In the records that follow, locate every line with "exceeds" and extract it.

----- Data for this exercise -----

//! Sizing options for a disk-backed extendible hash table.

use crate::common::config::{
    htable_bucket_array_size, HTABLE_DIRECTORY_MAX_DEPTH, HTABLE_HEADER_MAX_DEPTH,
};
use crate::common::{Error, Result};

use super::key::Storable;

/// Depth limits and bucket capacity for a [`DiskExtendibleHashTable`].
///
/// `bucket_max_size` of `None` fills each bucket page to capacity, which
/// depends on the key and value widths.
///
/// [`DiskExtendibleHashTable`]: super::DiskExtendibleHashTable
///
/// # Example
/// ```
/// use stratadb::index::hash::HashTableOptions;
///
/// let options = HashTableOptions::default()
///     .with_directory_max_depth(3)
///     .with_bucket_max_size(2);
/// assert!(options.validate::<i32, i32>().is_ok());
/// assert_eq!(options.bucket_max_size_for::<i32, i32>(), 2);
/// ```
#[derive(Debug, Clone, Copy, PartialEq, Eq)]
pub struct HashTableOptions {
    pub header_max_depth: u32,
    pub directory_max_depth: u32,
    pub bucket_max_size: Option<u32>,
}

impl Default for HashTableOptions {
    fn default() -> Self {
        Self {
            header_max_depth: HTABLE_HEADER_MAX_DEPTH,
            directory_max_depth: HTABLE_DIRECTORY_MAX_DEPTH,
            bucket_max_size: None,
        }
    }
}

impl HashTableOptions {
    pub fn with_header_max_depth(mut self, depth: u32) -> Self {
        self.header_max_depth = depth;
        self
    }

    pub fn with_directory_max_depth(mut self, depth: u32) -> Self {
        self.directory_max_depth = depth;
        self
    }

    pub fn with_bucket_max_size(mut self, size: u32) -> Self {
        self.bucket_max_size = Some(size);
        self
    }

    /// Bucket capacity for `K`/`V` entries.
    pub fn bucket_max_size_for<K: Storable, V: Storable>(&self) -> u32 {
        self.bucket_max_size
            .unwrap_or(htable_bucket_array_size(K::SIZE + V::SIZE) as u32)
    }

    /// Check every limit against what the page formats can hold.
    pub fn validate<K: Storable, V: Storable>(&self) -> Result<()> {
        if self.header_max_depth > HTABLE_HEADER_MAX_DEPTH {
            return Err(Error::InvalidConfig(format!(
                "header_max_depth {} exceeds {}",
                self.header_max_depth, HTABLE_HEADER_MAX_DEPTH
            )));
        }
        if self.directory_max_depth > HTABLE_DIRECTORY_MAX_DEPTH {
            return Err(Error::InvalidConfig(format!(
                "directory_max_depth {} exceeds {}",
                self.directory_max_depth, HTABLE_DIRECTORY_MAX_DEPTH
            )));
        }
        let capacity = htable_bucket_array_size(K::SIZE + V::SIZE) as u32;
        let bucket_max_size = self.bucket_max_size_for::<K, V>();
        if bucket_max_size == 0 || bucket_max_size > capacity {
            return Err(Error::InvalidConfig(format!(
                "bucket_max_size {} must be in 1..={}",
                bucket_max_size, capacity
            )));
        }
        Ok(())
    }
}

-----

» Exercise result
                "header_max_depth {} exceeds {}",
                "directory_max_depth {} exceeds {}",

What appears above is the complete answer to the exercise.